Na mídia, encontrar uma maneira de trabalhar sem o apoio do Estado está se tornando uma opção atraente. Recentemente, um documentário sobre abusos sexuais de crianças por padres católicos – custeado com dinheiro de financiamento coletivo – foi lançado no YouTube e em poucos dias teve mais de 20 milhões de visualizações, o equivalente a mais da metade da população da Polônia. “Não consigo ouvir a rádio oficial”, disse-me Monika Płatek, professora de direito e criminologia da Universidade de Varsóvia, enquanto caçava no celular um episódio do programa Radiolab, da wnyc [rádio pública de Nova York] que ela queria compartilhar com Tokarczuk. Płatek estava concorrendo a uma cadeira nas eleições do Parlamento Europeu como candidata do Wiosna (Primavera), um novo partido progressista. As eleições seriam dali a um dia e meio.
No fim da noite, o escritor polonês Andrzej Stasiuk, acompanhado por uma banda de rock ucraniana chamada Haydamaky, apresentou performances musicais de poemas de Adam Mickiewicz. Nascido em 1798, logo após a Polônia ter sido dividida em três pela Prússia e pelos impérios russo e austríaco, Mickiewicz envolveu-se na fracassada luta pela independência do país e passou a maior parte da vida no exílio. Sua obra é ardorosamente patriótica – ele é considerado o poeta nacional da Polônia –, mas, como enfatizaram as adaptações de Stasiuk, a terra exaltada por Mickiewicz incluía grande parte da Ucrânia, Lituânia e Bielorrússia.
Stasiuk, um homem alto e esbelto com quase 50 anos, começou recitando em polonês os versos de abertura de Stepy Akermańskie (As estepes de Akkerman), soneto romântico que descreve a paisagem da Crimeia.
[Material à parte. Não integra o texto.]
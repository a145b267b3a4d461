//! Database application and the final build.
//!
//! [`CompilerPipeline::compile`] takes a normalized module, substitutes the
//! best recorded schedule for every task the database knows, runs the
//! optimization-level passes on top, checks every task against the target
//! and writes the compiled artifact into the work directory.

use serde::Serialize;
use std::fs;
use std::path::{Path, PathBuf};
use tracing::{debug, info};
use tunebridge_autotune::TuningDatabase;
use tunebridge_ir::{
    artifact_path, CompiledArtifact, Error, Module, PassContext, PassPipeline, Result, Schedule,
    Target,
};
use tunebridge_kernels::validate;

#[derive(Debug, Clone, PartialEq, Serialize)]
pub struct AppliedSchedule {
    pub task: String,
    pub schedule: Schedule,
    pub latency_ms: f64,
}

/// Which tasks took a tuned schedule and which kept their default.
#[derive(Debug, Clone, Default, PartialEq, Serialize)]
pub struct ApplicationReport {
    pub applied: Vec<AppliedSchedule>,
    pub defaulted: Vec<String>,
}

impl ApplicationReport {
    pub fn applied_names(&self) -> impl Iterator<Item = &str> {
        self.applied.iter().map(|applied| applied.task.as_str())
    }
}

/// Replace each task's schedule with the fastest successful record for its
/// signature. Tasks without a record keep their schedule.
pub fn apply_database(module: &mut Module, db: &TuningDatabase) -> ApplicationReport {
    let mut report = ApplicationReport::default();
    for task in &mut module.tasks {
        let best = db
            .best_for(&task.signature())
            .and_then(|record| record.latency_ms().map(|latency| (record.schedule, latency)));
        match best {
            Some((schedule, latency_ms)) => {
                task.schedule = schedule.canonicalize(task.op.loop_extents());
                debug!(task = %task.name, schedule = %task.schedule, latency_ms, "applied tuned schedule");
                report.applied.push(AppliedSchedule {
                    task: task.name.clone(),
                    schedule: task.schedule,
                    latency_ms,
                });
            }
            None => report.defaulted.push(task.name.clone()),
        }
    }
    report
}

#[derive(Debug)]
pub struct CompileArtifacts {
    pub module: Module,
    pub artifact: CompiledArtifact,
    pub lib_path: PathBuf,
    pub application: ApplicationReport,
}

pub struct CompilerPipeline {
    target: Target,
    passes: PassPipeline,
    opt_level: u8,
}

impl CompilerPipeline {
    pub fn new(target: Target, opt_level: u8) -> Result<Self> {
        let passes = PassPipeline::for_opt_level(opt_level)?;
        Ok(Self {
            target,
            passes,
            opt_level,
        })
    }

    pub fn target(&self) -> &Target {
        &self.target
    }

    pub fn opt_level(&self) -> u8 {
        self.opt_level
    }

    /// Apply `db` (when given), optimize, check and export to `work_dir`.
    pub fn compile(
        &self,
        mut module: Module,
        db: Option<&TuningDatabase>,
        work_dir: &Path,
    ) -> Result<CompileArtifacts> {
        let application = match db {
            Some(db) => apply_database(&mut module, db),
            None => ApplicationReport {
                applied: Vec::new(),
                defaulted: module.tasks.iter().map(|task| task.name.clone()).collect(),
            },
        };

        let ctx = PassContext::new(self.opt_level).with_tuned(application.applied_names());
        self.passes.run(&mut module, &ctx)?;

        let limit = self.target.tile_footprint_limit();
        for task in &module.tasks {
            validate(task, limit)?;
        }

        let artifact = CompiledArtifact::lower(&module, &self.target, &ctx);
        fs::create_dir_all(work_dir).map_err(|err| Error::io(work_dir, err))?;
        let lib_path = artifact_path(work_dir);
        artifact.save(&lib_path)?;

        info!(
            target = %self.target,
            opt_level = self.opt_level,
            tasks = artifact.tasks.len(),
            tuned = artifact.tuned_count(),
            path = %lib_path.display(),
            "exported compiled artifact"
        );
        Ok(CompileArtifacts {
            module,
            artifact,
            lib_path,
            application,
        })
    }
}

#[cfg(test)]
mod tests {
    use super::*;
    use tunebridge_autotune::{unix_millis, TrialOutcome, TrialRecord};
    use tunebridge_ir::{normalize, two_task_module, TargetKind};

    fn normalized() -> Module {
        let mut module = two_task_module();
        normalize(&mut module).expect("normalize");
        module
    }

    fn record(db: &mut TuningDatabase, module: &Module, task: &str, schedule: Schedule, outcome: TrialOutcome) {
        let task = module.task(task).expect("task");
        let signature = task.signature();
        let workload_id = db.commit_workload(&signature, TargetKind::Cpu).expect("workload");
        db.commit_record(TrialRecord {
            workload_id,
            signature,
            task: task.name.clone(),
            schedule,
            outcome,
            target: Target::cpu().to_string(),
            target_kind: TargetKind::Cpu,
            trial: 0,
            timestamp_ms: unix_millis(),
        })
        .expect("record");
    }

    #[test]
    fn partial_database_leaves_other_tasks_at_default() {
        let dir = tempfile::tempdir().expect("tempdir");
        let module = normalized();
        let tuned = Schedule {
            tile_m: 16,
            tile_n: 32,
            tile_k: 8,
            vector_width: 4,
            parallel: true,
        };
        let mut db = TuningDatabase::open_or_create(dir.path()).expect("db");
        record(&mut db, &module, "proj", tuned, TrialOutcome::Built { latency_ms: 0.5, samples: vec![0.5] });
        record(
            &mut db,
            &module,
            "proj",
            Schedule::default(),
            TrialOutcome::BuildFailed { reason: "boom".into() },
        );

        let default_norm = module.task("norm").expect("norm").schedule;
        let pipeline = CompilerPipeline::new(Target::cpu(), 0).expect("pipeline");
        let artifacts = pipeline.compile(module, Some(&db), dir.path()).expect("compile");

        assert_eq!(artifacts.application.applied.len(), 1);
        assert_eq!(artifacts.application.applied[0].task, "proj");
        assert_eq!(artifacts.application.defaulted, vec!["norm".to_string()]);
        assert_eq!(artifacts.module.task("proj").expect("proj").schedule, tuned);
        assert_eq!(artifacts.module.task("norm").expect("norm").schedule, default_norm);
        assert_eq!(artifacts.artifact.tuned_count(), 1);
        assert!(artifacts.lib_path.is_file());
    }

    #[test]
    fn opt_level_passes_do_not_touch_tuned_tasks() {
        let dir = tempfile::tempdir().expect("tempdir");
        let module = normalized();
        let tuned = Schedule {
            tile_m: 8,
            tile_n: 8,
            tile_k: 8,
            vector_width: 1,
            parallel: false,
        };
        let mut db = TuningDatabase::open_or_create(dir.path()).expect("db");
        record(&mut db, &module, "proj", tuned, TrialOutcome::Built { latency_ms: 1.0, samples: vec![1.0] });

        let pipeline = CompilerPipeline::new(Target::cpu(), 3).expect("pipeline");
        let artifacts = pipeline.compile(module, Some(&db), dir.path()).expect("compile");
        assert_eq!(artifacts.module.task("proj").expect("proj").schedule, tuned);
        let norm = artifacts.module.task("norm").expect("norm").schedule;
        assert!(norm.parallel);
        assert_eq!(artifacts.artifact.opt_level, 3);
    }

    #[test]
    fn compiling_without_database_overwrites_the_artifact() {
        let dir = tempfile::tempdir().expect("tempdir");
        let path = artifact_path(dir.path());
        fs::write(&path, "stale").expect("write");

        let pipeline = CompilerPipeline::new(Target::cpu(), 1).expect("pipeline");
        let artifacts = pipeline.compile(normalized(), None, dir.path()).expect("compile");
        assert_eq!(artifacts.application.defaulted.len(), 2);
        let loaded = CompiledArtifact::load(&path).expect("load");
        assert_eq!(loaded.tasks.len(), 2);
        assert_eq!(loaded.tuned_count(), 0);
    }

    #[test]
    fn illegal_final_schedule_is_a_build_failure() {
        let dir = tempfile::tempdir().expect("tempdir");
        let mut module = normalized();
        module.tasks[0].schedule = Schedule {
            tile_m: 64,
            tile_n: 64,
            tile_k: 96,
            vector_width: 1,
            parallel: false,
        };
        let target = Target::resolve("cuda", None).expect("cuda");
        let pipeline = CompilerPipeline::new(target, 0).expect("pipeline");
        let err = pipeline.compile(module, None, dir.path()).unwrap_err();
        assert_eq!(err.kind_name(), "BuildFailure");
        assert!(!artifact_path(dir.path()).exists());
    }

    #[test]
    fn unknown_opt_level_is_rejected() {
        let err = CompilerPipeline::new(Target::cpu(), 4).err().expect("should fail");
        assert_eq!(err.kind_name(), "InvalidArgumentError");
    }
}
Enquanto atrás dele soavam acordes de trompas de uma melodia folclórica e as batidas da bateria ganhavam fôlego, Stasiuk trocava de idioma, meio gritando, meio vociferando em ritmo de rap os mesmos versos em ucraniano. Tokarczuk balançava o corpo ao som da música. “Sinto arrepios quando ouço isso”, disse ela, esfregando os braços. “Você viu o logotipo na camisa dele?”
Estávamos a alguma distância do palco, e era difícil enxergar com precisão o logotipo. Parecia envolver a águia do brasão de armas da Polônia, mas havia também alguma outra coisa. Avancei em meio à multidão até parar bem perto do palco, abaixo de Stasiuk. Parecia o desenho de um pássaro estilizado, com duas asas simétricas, tendo no meio algo no formato de uma colher de pau. Tirei uma foto e abri caminho de volta até Tokarczuk.
“Ah”, disse ela, examinando bem de perto a imagem. “Isso é o Tryzub, o brasão de armas da Ucrânia.” Ela entrelaçou os dedos, apertando as mãos para enfatizar. “As duas culturas são assim. Não podem ser separadas.”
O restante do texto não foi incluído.